» **ACTION ITEM**:
Send back exactly the lines from the opening line of the records below through the one with "let (points, total)".

» **LISTED RECORDS**:
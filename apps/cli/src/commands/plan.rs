//! 轨迹预览命令
//!
//! 按控制周期插值一段直线位姿轨迹，逐点以 JSON 行打印。

use anyhow::Result;
use clap::Args;
use comply_sdk::client::plan;
use comply_sdk::{Pose, Setpoint, TrajectoryRequest};
use serde_json::json;

/// 解析 "x,y,z"
fn parse_point(s: &str) -> Result<[f64; 3], String> {
    let values = s
        .split(',')
        .map(|v| v.trim().parse::<f64>().map_err(|e| format!("'{}': {}", v, e)))
        .collect::<Result<Vec<_>, _>>()?;
    <[f64; 3]>::try_from(values).map_err(|v| format!("expected 3 values, got {}", v.len()))
}

/// 轨迹预览参数
#[derive(Args, Debug)]
pub struct PlanCommand {
    /// 起点位置 x,y,z（米）
    #[arg(long, value_parser = parse_point, default_value = "0.3,0.0,0.3")]
    pub from: [f64; 3],

    /// 终点位置 x,y,z（米）
    #[arg(long, value_parser = parse_point)]
    pub to: [f64; 3],

    /// 时长（秒）
    #[arg(short, long, default_value_t = 2.0)]
    pub duration: f64,

    /// 采样周期（秒）
    #[arg(long, default_value_t = 0.01)]
    pub sample_time: f64,

    /// 每隔多少个点输出一行
    #[arg(long, default_value_t = 1)]
    pub every: usize,
}

impl PlanCommand {
    pub fn execute(&self) -> Result<()> {
        let [x0, y0, z0] = self.from;
        let [x1, y1, z1] = self.to;
        let request = TrajectoryRequest::move_to(
            Pose::from_translation(x0, y0, z0),
            Pose::from_translation(x1, y1, z1),
            self.duration,
        );
        let (points, total) = plan(&request, self.sample_time)?;
        let every = self.every.max(1);

        for (index, point) in points.enumerate() {
            if index % every != 0 && index + 1 != total {
                continue;
            }
            let Setpoint::Motion(motion) = point else {
                continue;
            };
            let p = motion.pose.position;
            let v = motion.twist.linear;
            let a = motion.accel.linear;
            println!(
                "{}",
                json!({
                    "index": index,
                    "t": index as f64 * self.sample_time,
                    "position": [p.x, p.y, p.z],
                    "velocity": [v.x, v.y, v.z],
                    "accel": [a.x, a.y, a.z],
                })
            );
        }
        Ok(())
    }
}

» **RESPONSE TO THE TASK**:
filename apps/cli/src/commands/plan.rs
//! 轨迹预览命令
//!
//! 按控制周期插值一段直线位姿轨迹，逐点以 JSON 行打印。

use anyhow::Result;
use clap::Args;
use comply_sdk::client::plan;
use comply_sdk::{Pose, Setpoint, TrajectoryRequest};
use serde_json::json;

/// 解析 "x,y,z"
fn parse_point(s: &str) -> Result<[f64; 3], String> {
    let values = s
        .split(',')
        .map(|v| v.trim().parse::<f64>().map_err(|e| format!("'{}': {}", v, e)))
        .collect::<Result<Vec<_>, _>>()?;
    <[f64; 3]>::try_from(values).map_err(|v| format!("expected 3 values, got {}", v.len()))
}

/// 轨迹预览参数
#[derive(Args, Debug)]
pub struct PlanCommand {
    /// 起点位置 x,y,z（米）
    #[arg(long, value_parser = parse_point, default_value = "0.3,0.0,0.3")]
    pub from: [f64; 3],

    /// 终点位置 x,y,z（米）
    #[arg(long, value_parser = parse_point)]
    pub to: [f64; 3],

    /// 时长（秒）
    #[arg(short, long, default_value_t = 2.0)]
    pub duration: f64,

    /// 采样周期（秒）
    #[arg(long, default_value_t = 0.01)]
    pub sample_time: f64,

    /// 每隔多少个点输出一行
    #[arg(long, default_value_t = 1)]
    pub every: usize,
}

impl PlanCommand {
    pub fn execute(&self) -> Result<()> {
        let [x0, y0, z0] = self.from;
        let [x1, y1, z1] = self.to;
        let request = TrajectoryRequest::move_to(
            Pose::from_translation(x0, y0, z0),
            Pose::from_translation(x1, y1, z1),
            self.duration,
        );
        let (points, total) = plan(&request, self.sample_time)?;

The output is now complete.